[Stored items]
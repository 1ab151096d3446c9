use std::fmt::Display;

use async_trait::async_trait;
use axum::extract::State;
use axum::extract::ws::{Message, WebSocket, WebSocketUpgrade};
use axum::http::header::{HOST, ORIGIN};
use axum::http::{HeaderMap, StatusCode};
use axum::response::{IntoResponse, Response};
use bytes::Bytes;
use futures::{Sink, SinkExt, Stream, StreamExt};
use tokio_util::sync::CancellationToken;
use tracing::{Instrument, debug, warn};

use super::AppState;
use crate::push::{self, PushError, PushSink, WriteFailure};

/// Sends each snapshot as one text message.
struct TextSink<S>(S);

#[async_trait]
impl<S> PushSink for TextSink<S>
where
    S: Sink<Message> + Unpin + Send,
    S::Error: Display,
{
    async fn push(&mut self, payload: Bytes) -> Result<(), PushError> {
        let text = String::from_utf8_lossy(&payload).into_owned();
        self.0
            .send(Message::Text(text))
            .await
            .map_err(|e| PushError(e.to_string()))
    }
}

/// Browser same-origin rule: no `Origin` header (non-browser client) passes;
/// otherwise the origin's authority must equal `Host`.
fn origin_matches_host(headers: &HeaderMap) -> bool {
    let Some(origin) = headers.get(ORIGIN).and_then(|v| v.to_str().ok()) else {
        return true;
    };
    let Some(host) = headers.get(HOST).and_then(|v| v.to_str().ok()) else {
        return false;
    };
    origin
        .split_once("://")
        .map(|(_, authority)| authority.trim_end_matches('/'))
        .is_some_and(|authority| authority.eq_ignore_ascii_case(host))
}

/// `GET /sydneytrainsnearme.ws`: upgrades to a WebSocket and pushes the
/// current snapshot every push interval until the peer closes or a write fails.
pub async fn vehicle_positions(
    State(state): State<AppState>,
    headers: HeaderMap,
    upgrade: WebSocketUpgrade,
) -> Response {
    if !state.allow_any_origin && !origin_matches_host(&headers) {
        warn!(origin = ?headers.get(ORIGIN), "Rejected cross-origin WebSocket upgrade");
        return StatusCode::FORBIDDEN.into_response();
    }

    upgrade.on_upgrade(move |socket| {
        serve_socket(socket, state).instrument(tracing::info_span!("ws_connection"))
    })
}

async fn serve_socket(socket: WebSocket, state: AppState) {
    let (sender, receiver) = socket.split();
    let cancel = state.shutdown.child_token();
    run(&state, sender, receiver, cancel).await;
}

/// Drives one socket: a reader that cancels on close or read error, and the
/// push loop on the writer, which gives up on the first failed write.
async fn run<W, R, E>(state: &AppState, sender: W, receiver: R, cancel: CancellationToken)
where
    W: Sink<Message> + Unpin + Send,
    W::Error: Display,
    R: Stream<Item = Result<Message, E>> + Unpin + Send + 'static,
    E: Display + Send + 'static,
{
    let reader = tokio::spawn(watch_for_close(receiver, cancel.clone()));

    let mut sink = TextSink(sender);
    push::serve(&state.cache, &mut sink, cancel, WriteFailure::Close).await;

    reader.abort();
    // Best effort: the peer may already be gone.
    let _ = sink.0.send(Message::Close(None)).await;
}

async fn watch_for_close<R, E>(mut receiver: R, cancel: CancellationToken)
where
    R: Stream<Item = Result<Message, E>> + Unpin,
    E: Display,
{
    while let Some(msg) = receiver.next().await {
        match msg {
            Ok(Message::Close(_)) => {
                debug!("Client sent close frame");
                break;
            }
            Ok(_) => {}
            Err(e) => {
                debug!(error = %e, "WebSocket read failed");
                break;
            }
        }
    }
    cancel.cancel();
}
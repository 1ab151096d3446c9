//! Upstream client for the vehicle-position feed.

mod client;
mod basic;
pub mod auth;

pub use client::HttpClient;
pub use basic::BasicClient;

use async_trait::async_trait;
use bytes::Bytes;
use reqwest::header::{CONTENT_TYPE, HeaderValue};
use tracing::debug;

use crate::error::FeedError;

pub const PROTOBUF_CONTENT_TYPE: &str = "application/x-google-protobuf";

/// Issues one GET for `url` and returns the body.
///
/// Transport failures are [`FeedError::Network`]; any non-2xx answer is
/// [`FeedError::Upstream`]. No retries.
pub async fn fetch_bytes<C: HttpClient + ?Sized>(client: &C, url: &str) -> Result<Bytes, FeedError> {
    let parsed = url
        .parse::<reqwest::Url>()
        .map_err(|e| FeedError::Network(format!("invalid url '{url}': {e}")))?;
    let mut req = reqwest::Request::new(reqwest::Method::GET, parsed);
    req.headers_mut()
        .insert(CONTENT_TYPE, HeaderValue::from_static(PROTOBUF_CONTENT_TYPE));

    let resp = client
        .execute(req)
        .await
        .map_err(|e| FeedError::Network(e.to_string()))?;

    let status = resp.status();
    if !status.is_success() {
        return Err(FeedError::Upstream {
            status: status.as_u16(),
        });
    }

    let body = resp
        .bytes()
        .await
        .map_err(|e| FeedError::Network(e.to_string()))?;
    debug!(bytes = body.len(), "Feed bytes received");
    Ok(body)
}

/// Source of raw feed payloads consumed by the snapshot cache.
#[async_trait]
pub trait FeedSource: Send + Sync {
    async fn fetch(&self) -> Result<Bytes, FeedError>;
}

/// The vehicle-position feed at a fixed URL, reached through `client`.
pub struct VehiclePositionFeed<C> {
    client: C,
    url: String,
}

impl<C: HttpClient> VehiclePositionFeed<C> {
    pub fn new(client: C, url: impl Into<String>) -> Self {
        Self {
            client,
            url: url.into(),
        }
    }

    pub fn url(&self) -> &str {
        &self.url
    }
}

#[async_trait]
impl<C: HttpClient> FeedSource for VehiclePositionFeed<C> {
    #[tracing::instrument(skip(self), fields(url = %self.url))]
    async fn fetch(&self) -> Result<Bytes, FeedError> {
        fetch_bytes(&self.client, &self.url).await
    }
}

#[cfg(test)]
mod tests {
    use super::*;
    use std::sync::Mutex;

    /// Answers every request with a fixed status and body, recording headers.
    struct Canned {
        status: u16,
        body: Vec<u8>,
        seen: Mutex<Vec<reqwest::header::HeaderMap>>,
    }

    impl Canned {
        fn new(status: u16, body: &[u8]) -> Self {
            Self {
                status,
                body: body.to_vec(),
                seen: Mutex::new(Vec::new()),
            }
        }
    }

    #[async_trait]
    impl HttpClient for Canned {
        async fn execute(&self, req: reqwest::Request) -> reqwest::Result<reqwest::Response> {
            self.seen.lock().unwrap().push(req.headers().clone());
            let resp = axum::http::Response::builder()
                .status(self.status)
                .body(self.body.clone())
                .unwrap();
            Ok(reqwest::Response::from(resp))
        }
    }

    #[tokio::test]
    async fn test_fetch_returns_body_on_success() {
        let client = Canned::new(200, b"payload");
        let body = fetch_bytes(&client, "http://localhost/feed").await.unwrap();
        assert_eq!(&body[..], b"payload");
    }

    #[tokio::test]
    async fn test_fetch_sets_protobuf_content_type() {
        let client = Canned::new(200, b"");
        fetch_bytes(&client, "http://localhost/feed").await.unwrap();

        let seen = client.seen.lock().unwrap();
        assert_eq!(seen[0].get(CONTENT_TYPE).unwrap(), PROTOBUF_CONTENT_TYPE);
    }

    #[tokio::test]
    async fn test_non_success_status_is_upstream_error() {
        for status in [401, 403, 404, 500, 503] {
            let client = Canned::new(status, b"denied");
            let err = fetch_bytes(&client, "http://localhost/feed").await.unwrap_err();
            assert_eq!(err, FeedError::Upstream { status });
        }
    }

    #[tokio::test]
    async fn test_unreachable_host_is_network_error() {
        let client = BasicClient::new(Some(std::time::Duration::from_secs(2))).unwrap();
        // Port 9 (discard) on localhost is closed in test environments.
        let err = fetch_bytes(&client, "http://127.0.0.1:9/feed").await.unwrap_err();
        assert!(matches!(err, FeedError::Network(_)));
    }

    #[tokio::test]
    async fn test_invalid_url_is_network_error() {
        let client = Canned::new(200, b"");
        let err = fetch_bytes(&client, "not a url").await.unwrap_err();
        assert!(matches!(err, FeedError::Network(_)));
    }

    #[tokio::test]
    async fn test_vehicle_position_feed_fetches_its_url() {
        let feed = VehiclePositionFeed::new(Canned::new(200, b"abc"), "http://localhost/vp");
        assert_eq!(feed.url(), "http://localhost/vp");
        assert_eq!(&feed.fetch().await.unwrap()[..], b"abc");
    }
}
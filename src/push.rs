//! Periodic snapshot push shared by the SSE and WebSocket adapters.
//!
//! Each connection runs its own loop: every [`PUSH_INTERVAL`] it reads the
//! snapshot cache and pushes the payload to its sink. Ticks that fall behind
//! are skipped, never queued, so a push always carries the current snapshot.
//! The loop ends when the connection's cancellation token fires or, under
//! [`WriteFailure::Close`], when a write fails.

use std::time::Duration;

use async_trait::async_trait;
use bytes::Bytes;
use thiserror::Error;
use tokio::time::{Instant, MissedTickBehavior};
use tokio_util::sync::CancellationToken;
use tracing::{debug, info, warn};

use crate::cache::SnapshotCache;

pub const PUSH_INTERVAL: Duration = Duration::from_secs(3);

#[derive(Debug, Error)]
#[error("push to client failed: {0}")]
pub struct PushError(pub String);

/// Destination of pushed frames for one client.
#[async_trait]
pub trait PushSink: Send {
    async fn push(&mut self, payload: Bytes) -> Result<(), PushError>;
}

/// What a failed write does to the connection.
#[derive(Debug, Clone, Copy, PartialEq, Eq)]
pub enum WriteFailure {
    /// Log and keep ticking; disconnects are observed through cancellation.
    Continue,
    /// End the connection.
    Close,
}

/// Per-connection state, owned by the serving task.
#[derive(Debug, Clone)]
pub struct Connection {
    pub opened_at: Instant,
    pub last_push: Option<Instant>,
    pub frames: u64,
    pub alive: bool,
}

impl Connection {
    fn open() -> Self {
        Self {
            opened_at: Instant::now(),
            last_push: None,
            frames: 0,
            alive: true,
        }
    }
}

/// Runs the push loop for one connection until `cancel` fires (or a write
/// fails under [`WriteFailure::Close`]) and returns the closed connection.
///
/// The first push happens one interval after the connection opens. Fetch
/// failures are logged and the tick is skipped.
pub async fn serve<S: PushSink>(
    cache: &SnapshotCache,
    sink: &mut S,
    cancel: CancellationToken,
    on_write_failure: WriteFailure,
) -> Connection {
    let mut conn = Connection::open();
    let mut ticker = tokio::time::interval_at(conn.opened_at + PUSH_INTERVAL, PUSH_INTERVAL);
    ticker.set_missed_tick_behavior(MissedTickBehavior::Skip);

    while conn.alive {
        tokio::select! {
            biased;
            _ = cancel.cancelled() => {
                debug!("Client disconnected");
                conn.alive = false;
            }
            _ = ticker.tick() => {
                let payload = tokio::select! {
                    biased;
                    _ = cancel.cancelled() => {
                        conn.alive = false;
                        continue;
                    }
                    result = cache.get() => match result {
                        Ok(payload) => payload,
                        Err(e) => {
                            warn!(error = %e, "Snapshot unavailable, skipping push");
                            continue;
                        }
                    },
                };

                // A client that stops reading can stall the write forever.
                let written = tokio::select! {
                    biased;
                    _ = cancel.cancelled() => {
                        debug!("Cancelled during push");
                        conn.alive = false;
                        continue;
                    }
                    result = sink.push(payload) => result,
                };

                match written {
                    Ok(()) => {
                        conn.frames += 1;
                        conn.last_push = Some(Instant::now());
                    }
                    Err(e) => match on_write_failure {
                        WriteFailure::Continue => warn!(error = %e, "Push failed"),
                        WriteFailure::Close => {
                            warn!(error = %e, "Push failed, closing connection");
                            conn.alive = false;
                        }
                    },
                }
            }
        }
    }

    info!(
        frames = conn.frames,
        open_secs = conn.opened_at.elapsed().as_secs(),
        "Push connection closed"
    );
    conn
}
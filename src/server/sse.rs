use std::convert::Infallible;
use std::pin::Pin;
use std::task::{Context, Poll};

use async_trait::async_trait;
use axum::extract::State;
use axum::http::header::{CACHE_CONTROL, CONNECTION};
use axum::response::sse::{Event, Sse};
use axum::response::IntoResponse;
use bytes::Bytes;
use futures::channel::mpsc;
use futures::{SinkExt, Stream, StreamExt};
use tokio_util::sync::{CancellationToken, DropGuard};
use tracing::Instrument;

use super::AppState;
use crate::push::{self, PushError, PushSink, WriteFailure};

/// Feeds the response stream of one SSE client.
struct EventSink {
    tx: mpsc::Sender<Event>,
}

#[async_trait]
impl PushSink for EventSink {
    async fn push(&mut self, payload: Bytes) -> Result<(), PushError> {
        let event = Event::default().data(String::from_utf8_lossy(&payload));
        self.tx
            .send(event)
            .await
            .map_err(|e| PushError(e.to_string()))
    }
}

/// Response body stream. Dropped by the server when the client goes away,
/// which cancels the connection's push loop.
struct EventStream {
    rx: mpsc::Receiver<Event>,
    _cancel_on_drop: DropGuard,
}

impl Stream for EventStream {
    type Item = Result<Event, Infallible>;

    fn poll_next(mut self: Pin<&mut Self>, cx: &mut Context<'_>) -> Poll<Option<Self::Item>> {
        self.rx.poll_next_unpin(cx).map(|event| event.map(Ok))
    }
}

/// `GET /sydneytrainsnearme.sse`: one `data:` frame with the current snapshot
/// every push interval until the client disconnects.
pub async fn vehicle_positions(State(state): State<AppState>) -> impl IntoResponse {
    let (tx, rx) = mpsc::channel(1);
    let cancel = state.shutdown.child_token();
    let stream = EventStream {
        rx,
        _cancel_on_drop: cancel.clone().drop_guard(),
    };

    tokio::spawn(
        run(state, EventSink { tx }, cancel).instrument(tracing::info_span!("sse_connection")),
    );

    (
        [(CACHE_CONTROL, "no-cache"), (CONNECTION, "keep-alive")],
        Sse::new(stream),
    )
}

async fn run(state: AppState, mut sink: EventSink, cancel: CancellationToken) {
    push::serve(&state.cache, &mut sink, cancel, WriteFailure::Continue).await;
}

#[cfg(test)]
mod tests {
    use super::*;
    use crate::cache::SnapshotCache;
    use crate::error::FeedError;
    use crate::fetch::FeedSource;
    use axum::http::header::CONTENT_TYPE;
    use axum::response::Response;
    use std::sync::Arc;
    use std::sync::atomic::{AtomicUsize, Ordering};
    use std::time::Duration;

    struct Counted {
        calls: AtomicUsize,
    }

    #[async_trait]
    impl FeedSource for Counted {
        async fn fetch(&self) -> Result<Bytes, FeedError> {
            self.calls.fetch_add(1, Ordering::SeqCst);
            Ok(Bytes::new())
        }
    }

    async fn open(state: AppState) -> Response {
        vehicle_positions(State(state)).await.into_response()
    }

    #[tokio::test(start_paused = true)]
    async fn test_stream_headers() {
        let source = Arc::new(Counted {
            calls: AtomicUsize::new(0),
        });
        let resp = open(AppState::new(SnapshotCache::new(source))).await;

        assert_eq!(resp.headers()[CONTENT_TYPE], "text/event-stream");
        assert_eq!(resp.headers()[CACHE_CONTROL], "no-cache");
        assert_eq!(resp.headers()[CONNECTION], "keep-alive");
    }

    #[tokio::test(start_paused = true)]
    async fn test_frames_arrive_as_data_events() {
        let source = Arc::new(Counted {
            calls: AtomicUsize::new(0),
        });
        let resp = open(AppState::new(SnapshotCache::new(source))).await;
        let mut body = resp.into_body().into_data_stream();

        let frame = body.next().await.unwrap().unwrap();
        assert_eq!(
            &frame[..],
            b"data: {\"type\":\"FeatureCollection\",\"features\":[]}\n\n"
        );
    }

    #[tokio::test(start_paused = true)]
    async fn test_dropping_response_stops_upstream_reads() {
        let source = Arc::new(Counted {
            calls: AtomicUsize::new(0),
        });
        let resp = open(AppState::new(SnapshotCache::new(source.clone()))).await;
        let mut body = resp.into_body().into_data_stream();

        body.next().await.unwrap().unwrap();
        assert_eq!(source.calls.load(Ordering::SeqCst), 1);

        drop(body);
        tokio::time::sleep(Duration::from_secs(30)).await;
        assert_eq!(source.calls.load(Ordering::SeqCst), 1);
    }

    #[tokio::test(start_paused = true)]
    async fn test_shutdown_ends_stream() {
        let source = Arc::new(Counted {
            calls: AtomicUsize::new(0),
        });
        let state = AppState::new(SnapshotCache::new(source));
        let shutdown = state.shutdown.clone();
        let mut body = open(state).await.into_body().into_data_stream();

        shutdown.cancel();
        assert!(body.next().await.is_none());
    }

    #[tokio::test(start_paused = true)]
    async fn test_shutdown_ends_stream_of_client_that_stopped_reading() {
        let source = Arc::new(Counted {
            calls: AtomicUsize::new(0),
        });
        let state = AppState::new(SnapshotCache::new(source.clone()));
        let shutdown = state.shutdown.clone();
        let body = open(state).await.into_body().into_data_stream();

        // Nothing reads the body, so the channel fills and the push stalls.
        tokio::time::sleep(Duration::from_secs(20)).await;
        let reads = source.calls.load(Ordering::SeqCst);
        assert!(reads < 6);

        shutdown.cancel();
        let frames = tokio::time::timeout(Duration::from_secs(1), body.collect::<Vec<_>>())
            .await
            .expect("stream stayed open after shutdown");
        assert!(frames.len() <= reads);
    }
}
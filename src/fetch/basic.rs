use std::time::Duration;

use super::client::HttpClient;
use async_trait::async_trait;

const CONNECT_TIMEOUT: Duration = Duration::from_secs(10);

/// Plain `reqwest` client.
pub struct BasicClient(reqwest::Client);

impl BasicClient {
    /// `timeout` bounds a whole request; `None` leaves only the connect timeout.
    pub fn new(timeout: Option<Duration>) -> reqwest::Result<Self> {
        let mut builder = reqwest::Client::builder().connect_timeout(CONNECT_TIMEOUT);
        if let Some(timeout) = timeout {
            builder = builder.timeout(timeout);
        }
        Ok(Self(builder.build()?))
    }
}

#[async_trait]
impl HttpClient for BasicClient {
    async fn execute(&self, req: reqwest::Request) -> reqwest::Result<reqwest::Response> {
        self.0.execute(req).await
    }
}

The task: Report, from the entries above, each line where "WebSocketUpgrade" is found.

Answer to this problem:
use axum::extract::ws::{Message, WebSocket, WebSocketUpgrade};
    upgrade: WebSocketUpgrade,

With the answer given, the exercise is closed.